Recovery Of Loss Of Earning Capacity Damages In Physical Injury Cases
Permanent physical injuries from car accidents, motorcycle accidents, and other types of accidents, such as those involving trains and railroad crossings, premises liability, products liability, trucks, or drunk driving can cause more than just future medical expenses and pain and suffering. Permanent injuries can also affect your ability to work and earn money in the future, perhaps causing you to reduce your working hours or leave your current job completely. In such situations Iowa law allows you to recover damages for your loss of future earning capacity.
The impairment to future earning capacity is measured by the reduction in the value of the power to earn. Damages for loss of future earning capacity are determined by the difference between the value of an individual's services, if working, as the person would've been but for the injury, and the value of the services of an injured person, if working, in the future. Impairment of physical capacity creates a presumption of lessened earning ability in the future. There is no fixed rule for estimating the amount of damages for loss of future earning capacity. Among the factors a jury may consider in awarding impairment of earning capacity is the plaintiff's past earnings.
Your medical records, deposition, and the other information you provide as part of your legal claim will be the starting point for analysis of your lost earning capacity. Pertinent information includes your education and training, work and wage history, physical issues before the accident, and your physical issues after the accident and how they have affected your daily life and your ability to work or work as much or as fast as you did before the injury. People need to know about you and your background before they can begin evaluating the monetary value of your lost earning capacity.
You'll need assistance from your doctors to prove loss of earning capacity. A doctor needs to evaluate whether you have a permanent injury. It's common in this regard for doctors to assign an "impairment rating," a percentage that describes the degree of your physical impairment caused by the permanent injury in relation to your normal bodily status and functionality, meaning the amount that it'll restrict you in certain physical activities. The impairment rating can in turn be used to evaluate your "disability," which is the physical consequences of the impairment.

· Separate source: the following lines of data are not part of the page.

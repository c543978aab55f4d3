use core::sync::atomic::AtomicBool;
use core::sync::atomic::Ordering::*;

use crossbeam_utils::Backoff;

use crate::lock::*;

/// A test-and-test-and-set spin lock.
///
/// Waiters back off exponentially and eventually yield their time slice, so a stripe held across a
/// whole resize doesn't burn a core per waiter.
#[derive(Debug)]
pub struct SpinLock {
    locked: AtomicBool,
}

impl Default for SpinLock {
    fn default() -> Self {
        Self {
            locked: AtomicBool::new(false),
        }
    }
}

impl SpinLock {
    fn try_acquire(&self) -> bool {
        self.locked
            .compare_exchange(false, true, Acquire, Relaxed)
            .is_ok()
    }
}

unsafe impl RawLock for SpinLock {
    type Token = ();

    fn lock(&self) {
        let backoff = Backoff::new();

        while !self.try_acquire() {
            // Wait on a plain load so contended waiters don't bounce the cache line.
            while self.locked.load(Relaxed) {
                backoff.snooze();
            }
        }
    }

    unsafe fn unlock(&self, _token: ()) {
        self.locked.store(false, Release);
    }
}

unsafe impl RawTryLock for SpinLock {
    fn try_lock(&self) -> Result<(), ()> {
        if self.try_acquire() {
            Ok(())
        } else {
            Err(())
        }
    }
}
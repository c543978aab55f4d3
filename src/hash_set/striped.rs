use core::cell::UnsafeCell;
use core::hash::{BuildHasher, Hash};
use core::sync::atomic::{AtomicUsize, Ordering};
use std::collections::hash_map::RandomState;

use crossbeam_utils::CachePadded;
use log::{debug, trace};

use super::{bucket_index, hash_of, overloaded, redistribute, IntoIter, DEFAULT_CAPACITY};
use crate::adt::ConcurrentSet;
use crate::error::{check_capacity, CapacityError};
use crate::lock::{lock_all, Lock, RawLock, SpinLock};

type Table<T> = Box<[UnsafeCell<Vec<T>>]>;

/// Concurrent hash set with lock striping.
///
/// The set owns a fixed array of stripes (locks), one per initial bucket. The table doubles as it
/// fills, but the stripes never change: an element with hash `h` is always guarded by stripe
/// `h % lock_count` and lives in bucket `h % capacity`. Since the capacity is always
/// `lock_count * 2^k`, every bucket is governed by exactly one stripe at any capacity, and holding
/// that stripe makes it safe to read the capacity and touch the bucket.
///
/// A resize takes a dedicated resize lock and then every stripe in ascending order.
#[derive(Debug)]
pub struct StripedHashSet<T, L: RawLock = SpinLock, S = RandomState> {
    stripes: Box<[CachePadded<Lock<L, ()>>]>,
    resize_lock: Lock<L, ()>,
    /// Buckets. The bucket at index `i` is accessed only while holding stripe `i % lock_count`;
    /// the table itself is replaced only while holding every stripe.
    table: UnsafeCell<Table<T>>,
    /// Mirror of `table.len()` readable without any stripe, for load factor checks.
    capacity: AtomicUsize,
    len: AtomicUsize,
    hash_builder: S,
}

// SAFETY: elements are only touched while holding the governing stripe, which gives the holder
// exclusive access, so sharing the set only requires elements to be sendable between threads. The
// hasher is used concurrently through `&S`.
unsafe impl<T: Send, L: RawLock, S: Sync> Sync for StripedHashSet<T, L, S> {}

impl<T> StripedHashSet<T> {
    /// Creates an empty set with `initial_capacity` buckets and as many stripes.
    ///
    /// # Panics
    ///
    /// Panics if `initial_capacity` is zero.
    pub fn with_capacity(initial_capacity: usize) -> Self {
        Self::with_capacity_and_hasher(initial_capacity, RandomState::new())
    }

    /// Creates an empty set with `initial_capacity` buckets and as many stripes, or fails if it is
    /// zero.
    pub fn try_with_capacity(initial_capacity: usize) -> Result<Self, CapacityError> {
        Self::try_with_capacity_and_hasher(initial_capacity, RandomState::new())
    }
}

impl<T, L: RawLock, S> StripedHashSet<T, L, S> {
    /// Creates an empty set with `initial_capacity` buckets and as many stripes, hashing with
    /// `hash_builder`.
    ///
    /// # Panics
    ///
    /// Panics if `initial_capacity` is zero.
    pub fn with_capacity_and_hasher(initial_capacity: usize, hash_builder: S) -> Self {
        match Self::try_with_capacity_and_hasher(initial_capacity, hash_builder) {
            Ok(set) => set,
            Err(e) => panic!("{e}"),
        }
    }

    /// Fallible version of [`StripedHashSet::with_capacity_and_hasher`].
    pub fn try_with_capacity_and_hasher(
        initial_capacity: usize,
        hash_builder: S,
    ) -> Result<Self, CapacityError> {
        let capacity = check_capacity(initial_capacity)?;
        Ok(Self {
            stripes: (0..capacity)
                .map(|_| CachePadded::new(Lock::default()))
                .collect(),
            resize_lock: Lock::default(),
            table: UnsafeCell::new((0..capacity).map(|_| UnsafeCell::default()).collect()),
            capacity: AtomicUsize::new(capacity),
            len: AtomicUsize::new(0),
            hash_builder,
        })
    }

    /// Returns the current number of buckets.
    pub fn capacity(&self) -> usize {
        self.capacity.load(Ordering::Acquire)
    }

    /// Returns the number of stripes, fixed at construction.
    pub fn lock_count(&self) -> usize {
        self.stripes.len()
    }

    /// Returns the average number of elements per bucket.
    pub fn load_factor(&self) -> f64 {
        self.len.load(Ordering::Relaxed) as f64 / self.capacity() as f64
    }

    fn overloaded(&self) -> bool {
        overloaded(self.len.load(Ordering::Relaxed), self.capacity())
    }
}

impl<T: Hash, L: RawLock, S: BuildHasher> StripedHashSet<T, L, S> {
    /// Runs `f` on the bucket of the element hashed to `hash`, holding its stripe.
    fn with_bucket<R>(&self, hash: u64, f: impl FnOnce(&mut Vec<T>) -> R) -> R {
        let stripe = bucket_index(hash, self.stripes.len());
        let _guard = self.stripes[stripe].lock();

        // SAFETY: we hold stripe `hash % lock_count`, so no resize is replacing the table, and
        // since the capacity is a multiple of the lock count, the bucket below is governed by the
        // same stripe. No other thread can reference it.
        let bucket = unsafe {
            let table = &*self.table.get();
            &mut *table[bucket_index(hash, table.len())].get()
        };
        f(bucket)
    }

    /// Doubles the table unless another thread already brought the load factor back down.
    ///
    /// Must not be called while holding a stripe.
    fn resize(&self) {
        let _resizing = self.resize_lock.lock();
        let _stripes = lock_all(self.stripes.iter().map(|stripe| &**stripe));

        if !self.overloaded() {
            trace!("striped: table already resized, skipping");
            return;
        }

        // SAFETY: we hold every stripe, so no other thread holds a reference into the table.
        let table = unsafe { &mut *self.table.get() };
        let old_capacity = table.len();
        let new_capacity = old_capacity * 2;
        let elements = table
            .iter_mut()
            .flat_map(|bucket| bucket.get_mut().drain(..));
        let buckets = redistribute(&self.hash_builder, new_capacity, elements);
        *table = buckets.into_iter().map(UnsafeCell::new).collect();
        self.capacity.store(new_capacity, Ordering::Release);

        debug!(
            "striped: resized {} -> {} buckets ({} elements, {} stripes)",
            old_capacity,
            new_capacity,
            self.len.load(Ordering::Relaxed),
            self.stripes.len()
        );
    }
}

impl<T: Hash + Eq, L: RawLock, S: BuildHasher> ConcurrentSet<T> for StripedHashSet<T, L, S> {
    fn contains(&self, value: &T) -> bool {
        let hash = hash_of(&self.hash_builder, value);
        self.with_bucket(hash, |bucket| bucket.contains(value))
    }

    fn insert(&self, value: T) -> bool {
        let hash = hash_of(&self.hash_builder, &value);
        let inserted = self.with_bucket(hash, |bucket| {
            if bucket.contains(&value) {
                return false;
            }
            bucket.push(value);
            let _ = self.len.fetch_add(1, Ordering::Relaxed);
            true
        });

        // Other threads may touch any bucket between the stripe release above and the resize
        // below; `resize` re-checks the load factor under all stripes.
        if inserted && self.overloaded() {
            self.resize();
        }
        inserted
    }

    fn remove(&self, value: &T) -> bool {
        let hash = hash_of(&self.hash_builder, value);
        self.with_bucket(hash, |bucket| {
            let Some(position) = bucket.iter().position(|v| v == value) else {
                return false;
            };
            let _ = bucket.swap_remove(position);
            let _ = self.len.fetch_sub(1, Ordering::Relaxed);
            true
        })
    }

    fn len(&self) -> usize {
        self.len.load(Ordering::Relaxed)
    }
}

impl<T, L: RawLock, S: Default> Default for StripedHashSet<T, L, S> {
    fn default() -> Self {
        Self::with_capacity_and_hasher(DEFAULT_CAPACITY, S::default())
    }
}

impl<T, L: RawLock, S> IntoIterator for StripedHashSet<T, L, S> {
    type Item = T;
    type IntoIter = IntoIter<T>;

    fn into_iter(self) -> IntoIter<T> {
        let buckets = self
            .table
            .into_inner()
            .into_vec()
            .into_iter()
            .map(UnsafeCell::into_inner)
            .collect();
        IntoIter::new(buckets)
    }
}
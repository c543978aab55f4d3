use crate::lock::{Lock, RawLock};

/// Trait for a single-threaded set.
pub trait SequentialSet<T> {
    /// Returns `true` iff the set contains the value.
    fn contains(&self, value: &T) -> bool;

    /// Adds the value to the set. Returns whether the value was newly inserted.
    fn insert(&mut self, value: T) -> bool;

    /// Removes the value from the set. Returns whether the value was present in the set.
    fn remove(&mut self, value: &T) -> bool;

    /// Returns the number of elements in the set.
    fn len(&self) -> usize;

    /// Returns `true` iff the set holds no element.
    fn is_empty(&self) -> bool {
        self.len() == 0
    }
}

/// Trait for a concurrent set.
///
/// `len` is not linearized with the mutators: while other threads are inserting or removing, it
/// may lag behind operations that already returned. Once every thread is done it is exact.
pub trait ConcurrentSet<T> {
    /// Returns `true` iff the set contains the value.
    fn contains(&self, value: &T) -> bool;

    /// Adds the value to the set. Returns whether the value was newly inserted.
    fn insert(&self, value: T) -> bool;

    /// Removes the value from the set. Returns whether the value was present in the set.
    fn remove(&self, value: &T) -> bool;

    /// Returns the number of elements in the set.
    fn len(&self) -> usize;

    /// Returns `true` iff the set holds no element.
    fn is_empty(&self) -> bool {
        self.len() == 0
    }
}

/// A sequential set behind one global lock is a (coarse-grained) concurrent set.
impl<T, L: RawLock, M> ConcurrentSet<T> for Lock<L, M>
where
    M: SequentialSet<T>,
{
    fn contains(&self, value: &T) -> bool {
        self.lock().contains(value)
    }

    fn insert(&self, value: T) -> bool {
        self.lock().insert(value)
    }

    fn remove(&self, value: &T) -> bool {
        self.lock().remove(value)
    }

    fn len(&self) -> usize {
        self.lock().len()
    }
}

A vocational expert witness is also often used to help prove loss of earning capacity. A vocational expert can provide an actual present day monetary value for your lost earning capacity. Vocational experts consider a number of factors in arriving at that figure. The information provided by your doctor, described above, is used. Private and government research and statistics about the labor force are consulted too. A vocational expert will normally also meet with you to conduct written and physical testing that provides additional information relevant to the earning capacity analysis. In the end, using all of that information the vocational expert will calculate a percentage that your earning capacity has been diminished because of your physical injuries. Applying that percentage against what you would have been expected to earn were you fully functional and worked through the remainder of your natural working life, the vocational expert is then able to calculate a dollar value for your lost earning capacity.